[Security] TLS Certificates Verification

Dave Cridland dave at cridland.net
Thu Aug 21 03:46:45 CDT 2008

On Thu Aug 21 04:35:16 2008, Justin Karneges wrote:
> On Wednesday 20 August 2008 03:10:54 Dirk Meyer wrote:
> > Maybe it is a stupid idea, but why not use the md5 sum of the key
> > password as server password? Replace md5 with sha256 to be more
> > up-to-date.
> Yes, that's sort of what I was thinking.

IIRC, MD5 would be okay there, although it'd raise some eyebrows. You  
need a preimage attack to get the private key, and (from what I know)  
MD5 and SHA have the same levels of preimage weakness found thus far.

Still, might as well use SHA-512 or something - although someone  
determined could still simply brute force a password in a week or two  
by hiring a botnet.

>   It would probably work for fresh
> accounts.  Unfortunately for users who already have an account, it  
> would be a
> risk to use the same password for their private key.  They'd have  
> to pick a
> new password to bootstrap the system securely.


>   Another issue is that the
> client would need to know in advance that it should send a hashed  
> password to
> login to the server.  Accidentally sending the plain one could  
> result in a
> private key compromise.  We can't rely on a server feature to tell  
> us which
> way to authenticate either, since it is the server we're not  
> trusting! :)  We
> also can't rely on the user always using a proper client.  The  
> moment they
> play with some cool new Jabber client that only supports PLAIN,  
> there they go
> sending their private key password to the server (or worse, over an
> unencrypted link, where *anyone* could get it).
No, it's far worse than that. Most SASL implementations store  
passwords in the clear, especially if they support multiple  
authentication mechanisms.

So merely using DIGEST-MD5 doesn't mean the server doesn't know your  
real password anyway.

> But Remko's right, if we require two passwords (one for Jabber, one  
> for a
> private key) then a lot of people will just make them the same,  
> completely
> defeating the point.  I think we'll have this problem whether or  
> not the
> private keys are stored on the server or locally.

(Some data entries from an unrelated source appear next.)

use std::sync::Arc;
use tokio::sync::{mpsc, oneshot};

use crate::actor::{BridgeMessage, BridgeStatus};
use crate::broadcast::Payload;
use crate::error::BridgeError;
use crate::metrics::BridgeMetrics;
use crate::registry::ClientId;

/// A registered client and the queue its payloads arrive on.
#[derive(Debug)]
pub struct ClientConnection {
    pub client: ClientId,
    pub inbox: mpsc::Receiver<Payload>,
}

/// Cheap, cloneable access to the bridge actor.
#[derive(Clone)]
pub struct BridgeHandle {
    sender: mpsc::Sender<BridgeMessage>,
    metrics: Arc<BridgeMetrics>,
    outbox_capacity: usize,
}

impl BridgeHandle {
    pub(crate) fn new(
        sender: mpsc::Sender<BridgeMessage>,
        metrics: Arc<BridgeMetrics>,
        outbox_capacity: usize,
    ) -> Self {
        Self {
            sender,
            metrics,
            outbox_capacity: outbox_capacity.max(1),
        }
    }

    pub async fn connect(&self) -> Result<ClientConnection, BridgeError> {
        let client = ClientId::new();
        let (outbox, inbox) = mpsc::channel(self.outbox_capacity);

        self.sender
            .send(BridgeMessage::Connect { client, outbox })
            .await
            .map_err(|_| BridgeError::ActorGone)?;

        Ok(ClientConnection { client, inbox })
    }

    pub async fn disconnect(&self, client: ClientId) -> Result<(), BridgeError> {
        self.sender
            .send(BridgeMessage::Disconnect { client })
            .await
            .map_err(|_| BridgeError::ActorGone)
    }

    pub async fn status(&self) -> Result<BridgeStatus, BridgeError> {
        let (respond_to, response) = oneshot::channel();

        self.sender
            .send(BridgeMessage::GetStatus { respond_to })
            .await
            .map_err(|_| BridgeError::ActorGone)?;

        response.await.map_err(|_| BridgeError::ActorGone)
    }

    pub fn metrics(&self) -> &Arc<BridgeMetrics> {
        &self.metrics
    }
}
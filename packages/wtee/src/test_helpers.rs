//! Fakes shared by the unit tests.

use std::future::Future;
use std::io::{self, Write};
use std::sync::{Arc, Mutex};

use crate::broadcast::{BroadcastChannel, Delivery, Payload};
use crate::input::InputSource;
use crate::reassembler::Line;
use crate::registry::ClientRegistry;

/// Input source that counts subscription calls and never produces data.
#[derive(Debug, Default)]
pub struct SpySource {
    pub subscribes: usize,
    pub unsubscribes: usize,
    pub fail_subscribe: bool,
    subscribed: bool,
}

impl InputSource for SpySource {
    fn subscribe(&mut self) -> io::Result<()> {
        if self.fail_subscribe {
            return Err(io::Error::other("refused"));
        }
        self.subscribes += 1;
        self.subscribed = true;
        Ok(())
    }

    fn unsubscribe(&mut self) {
        self.unsubscribes += 1;
        self.subscribed = false;
    }

    fn is_subscribed(&self) -> bool {
        self.subscribed
    }

    fn read_chunk(&mut self, _buf: &mut [u8]) -> impl Future<Output = io::Result<usize>> + Send {
        std::future::pending()
    }
}

/// Broadcast channel that records every batch it is asked to send.
#[derive(Debug, Default)]
pub struct RecordingChannel {
    pub batches: Vec<Vec<Line>>,
}

impl BroadcastChannel for RecordingChannel {
    fn send(&mut self, clients: &ClientRegistry, payload: &Payload) -> Delivery {
        let lines = payload.decode().expect("payload is valid JSON");
        self.batches.push(lines);
        Delivery {
            delivered: clients.len(),
            dropped: 0,
        }
    }
}

/// Writer whose contents stay readable after it is moved into the bridge.
#[derive(Clone, Debug, Default)]
pub struct SharedBuffer(Arc<Mutex<Vec<u8>>>);

impl SharedBuffer {
    pub fn contents(&self) -> Vec<u8> {
        self.0.lock().unwrap().clone()
    }
}

impl Write for SharedBuffer {
    fn write(&mut self, buf: &[u8]) -> io::Result<usize> {
        self.0.lock().unwrap().extend_from_slice(buf);
        Ok(buf.len())
    }

    fn flush(&mut self) -> io::Result<()> {
        Ok(())
    }
}

/// Writer that always fails like a closed pipe.
#[derive(Debug)]
pub struct FailingWriter;

impl Write for FailingWriter {
    fn write(&mut self, _buf: &[u8]) -> io::Result<usize> {
        Err(io::Error::from(io::ErrorKind::BrokenPipe))
    }

    fn flush(&mut self) -> io::Result<()> {
        Ok(())
    }
}

/// Writer that reports `WouldBlock` a few times, like a paused terminal, and
/// then accepts at most a few bytes per call.
#[derive(Debug)]
pub struct StallingWriter {
    stalls: usize,
    inner: SharedBuffer,
}

impl StallingWriter {
    pub fn new(stalls: usize, inner: SharedBuffer) -> Self {
        Self { stalls, inner }
    }
}

impl Write for StallingWriter {
    fn write(&mut self, buf: &[u8]) -> io::Result<usize> {
        if self.stalls > 0 {
            self.stalls -= 1;
            return Err(io::Error::from(io::ErrorKind::WouldBlock));
        }
        let n = buf.len().min(4);
        self.inner.write(&buf[..n])
    }

    fn flush(&mut self) -> io::Result<()> {
        Ok(())
    }
}

/// Input source whose reads fail as if the device went away.
#[derive(Debug, Default)]
pub struct FailingSource {
    subscribed: bool,
}

impl InputSource for FailingSource {
    fn subscribe(&mut self) -> io::Result<()> {
        self.subscribed = true;
        Ok(())
    }

    fn unsubscribe(&mut self) {
        self.subscribed = false;
    }

    fn is_subscribed(&self) -> bool {
        self.subscribed
    }

    fn read_chunk(&mut self, _buf: &mut [u8]) -> impl Future<Output = io::Result<usize>> + Send {
        std::future::ready(Err(io::Error::other("input device went away")))
    }
}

Oh, I think most people will (and possibly even should) keep the  
private key without any specific password. What'll happen in a  
pragmatic-but-reasonable world is that the key will be in the  
operating system's "secure store", just like their password often is  

If they have to put a password on it, it'll be the same password they  
use everywhere, of course.

Quite honestly, I think any attempt to provide key storage on servers  
is just doomed - no doubt the odd client will do it (via private XML,  
or PEP/POP/PIP), but I don't think we should be encouraging it.

Key exchange between clients, however, is much simpler - we can  
perform a simple client-to-client authentication, securely bound to a  
peer-to-peer encrypted channel - as we would do for key verification  
- but this time use it to authenticate that you own both clients  
(devices, etc).

This should allow the expensive RSA keys to be copied securely from,  
say, desktop to mobile phone, or even between different clients on  
the same machine, reducing the likelyhood of lost keys.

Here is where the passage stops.